In line with this concept, recent studies suggested a potential link between influenza vaccination and decreased COVID-19 incidence and severity [5,6,7]. This suggests that influenza vaccination may potentially convey partial protection against COVID-19. A systematic review and meta-analysis of observational studies reveals an inverse association between influenza vaccination and COVID-19 risk, and it analyses the association with clinical outcomes such as mortality, hospitalization, and admissions in intensive care of SARS-CoV-2 infected subjects. However, more evidence-based studies are needed to investigate the underlying mechanisms that could explain this association [8].
Despite being the most effective measure for preventing influenza and its complications, influenza vaccination coverage remains relatively low, particularly among fragile individuals [9]. The response to influenza virus vaccination exhibits significant variability within populations, leaving certain individuals inadequately protected even when the seasonal vaccine aligns with the prevalent influenza viral strains [10].

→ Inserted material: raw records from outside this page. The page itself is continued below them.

//! Timestamped MIDI event queue with MIDI interface transfer delay.

use crossbeam_queue::ArrayQueue;
use log::warn;
use serde::{Deserialize, Serialize};

use crate::midi::MidiEvent;

/// MIDI wire rate in bits per second.
const MIDI_BAUD: f64 = 31250.0;

/// How queued events are delayed by the serial MIDI interface.
#[derive(Clone, Copy, Debug, Default, PartialEq, Eq, Serialize, Deserialize)]
#[serde(rename_all = "snake_case")]
pub enum MidiDelayMode {
    /// Events apply at their timestamp.
    Immediate,
    /// Short messages wait for the previous message's transfer; SysEx does not.
    #[default]
    DelayShortMessagesOnly,
    /// Every message waits for the previous message's transfer.
    DelayAll,
}

/// An event due at a render position (in frames).
#[derive(Clone, Debug, PartialEq, Eq)]
pub struct TimedEvent {
    /// Frame at which the event applies.
    pub timestamp: u64,
    /// The event.
    pub event: MidiEvent,
}

/// Bounded FIFO of [`TimedEvent`]s. Timestamps leaving the queue never go
/// backwards.
pub struct EventQueue {
    queue: ArrayQueue<TimedEvent>,
    pending: Option<TimedEvent>,
    mode: MidiDelayMode,
    frames_per_byte: f64,
    busy_until: f64,
    last_timestamp: u64,
}

impl EventQueue {
    /// Queue holding up to `capacity` events.
    ///
    /// # Arguments
    /// * `capacity` - Maximum queued events, at least 1
    /// * `sample_rate` - Render rate used to convert transfer time to frames
    /// * `mode` - Interface delay mode
    pub fn new(capacity: usize, sample_rate: u32, mode: MidiDelayMode) -> Self {
        Self {
            queue: ArrayQueue::new(capacity.max(1)),
            pending: None,
            mode,
            frames_per_byte: sample_rate as f64 / MIDI_BAUD * 8.0,
            busy_until: 0.0,
            last_timestamp: 0,
        }
    }

    /// Delay mode.
    pub fn mode(&self) -> MidiDelayMode {
        self.mode
    }

    /// Frames one byte occupies on the wire.
    pub fn frames_per_byte(&self) -> f64 {
        self.frames_per_byte
    }

    /// Queue `event` at `timestamp`, or at `now` when none is given.
    /// Returns false if the queue is full.
    pub fn push(&mut self, event: MidiEvent, timestamp: Option<u64>, now: u64) -> bool {
        let requested = timestamp.unwrap_or(now).max(self.last_timestamp);
        let delayed = match self.mode {
            MidiDelayMode::Immediate => false,
            MidiDelayMode::DelayShortMessagesOnly => !matches!(event, MidiEvent::SysEx(_)),
            MidiDelayMode::DelayAll => true,
        };
        let at = if delayed {
            let start = (requested as f64).max(self.busy_until);
            start.ceil() as u64
        } else {
            requested
        };
        let transfer = event.wire_len() as f64 * self.frames_per_byte;

        if let Err(rejected) = self.queue.push(TimedEvent {
            timestamp: at,
            event,
        }) {
            warn!(
                "MIDI: queue full, dropping event at frame {}",
                rejected.timestamp
            );
            return false;
        }
        if delayed {
            self.busy_until = (at as f64).max(self.busy_until) + transfer;
        }
        self.last_timestamp = at;
        true
    }

    /// Next event due at or before `now`.
    pub fn pop_due(&mut self, now: u64) -> Option<MidiEvent> {
        if self.pending.is_none() {
            self.pending = self.queue.pop();
        }
        match &self.pending {
            Some(e) if e.timestamp <= now => self.pending.take().map(|e| e.event),
            _ => None,
        }
    }

    /// Timestamp of the next event, if any.
    pub fn next_due(&mut self) -> Option<u64> {
        if self.pending.is_none() {
            self.pending = self.queue.pop();
        }
        self.pending.as_ref().map(|e| e.timestamp)
    }

    /// Queued events.
    pub fn len(&self) -> usize {
        self.queue.len() + self.pending.is_some() as usize
    }

    /// True if nothing is queued.
    pub fn is_empty(&self) -> bool {
        self.len() == 0
    }

    /// Drop every queued event and reset the interface timing.
    pub fn flush(&mut self) -> usize {
        let mut dropped = self.pending.take().is_some() as usize;
        while self.queue.pop().is_some() {
            dropped += 1;
        }
        self.busy_until = 0.0;
        self.last_timestamp = 0;
        dropped
    }
}

#[cfg(test)]
mod tests {
    use super::*;

    fn note_on(note: u8) -> MidiEvent {
        MidiEvent::NoteOn {
            channel: 0,
            note,
            velocity: 100,
        }
    }

    #[test]
    fn test_full_queue_rejects() {
        let mut q = EventQueue::new(2, 44100, MidiDelayMode::Immediate);
        assert!(q.push(note_on(60), None, 0));
        assert!(q.push(note_on(61), None, 0));
        assert!(!q.push(note_on(62), None, 0));
        assert_eq!(q.len(), 2);
        assert_eq!(q.flush(), 2);
        assert!(q.is_empty());
    }

    #[test]
    fn test_events_wait_for_their_timestamp() {
        let mut q = EventQueue::new(8, 44100, MidiDelayMode::Immediate);
        q.push(note_on(60), Some(100), 0);
        assert_eq!(q.pop_due(99), None);
        assert_eq!(q.next_due(), Some(100));
        assert_eq!(q.pop_due(100), Some(note_on(60)));
        assert_eq!(q.pop_due(1000), None);
    }

    #[test]
    fn test_transfer_delay_spaces_short_messages() {
        let mut q = EventQueue::new(8, 31250, MidiDelayMode::DelayShortMessagesOnly);
        assert_eq!(q.frames_per_byte(), 8.0);
        q.push(note_on(60), Some(0), 0);
        q.push(note_on(61), Some(0), 0);
        q.push(MidiEvent::SysEx(vec![0xF0, 0x7E, 0x7F, 0x09, 0x01, 0xF7]), Some(0), 0);
        assert_eq!(q.next_due(), Some(0));
        q.pop_due(0);
        // Three bytes at eight frames each.
        assert_eq!(q.next_due(), Some(24));
        q.pop_due(24);
        // SysEx is not delayed but never overtakes queued events.
        assert_eq!(q.next_due(), Some(24));
    }

    #[test]
    fn test_timestamps_never_go_backwards() {
        let mut q = EventQueue::new(8, 44100, MidiDelayMode::Immediate);
        q.push(note_on(60), Some(500), 0);
        q.push(note_on(61), Some(10), 0);
        q.pop_due(500);
        assert_eq!(q.next_due(), Some(500));
    }
}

The increase in antibody titers against influenza antigens after the vaccination and the achievement of an antibody titer of 40 are generally regarded as a protective threshold level, beyond which there is a 50% or greater reduction in the possibility of contracting influenza infection. This is related to intrinsic factors such as age [11,12], gender [13], pre-existing antibody titers [11,12], and vaccination history [14,15]. However, most of the variability in antibody responses to influenza virus vaccination remains unexplained [12]. Identifying individuals with high or low responsiveness to immunization and understanding the extent of this responsiveness holds the potential for optimizing existing vaccination strategies.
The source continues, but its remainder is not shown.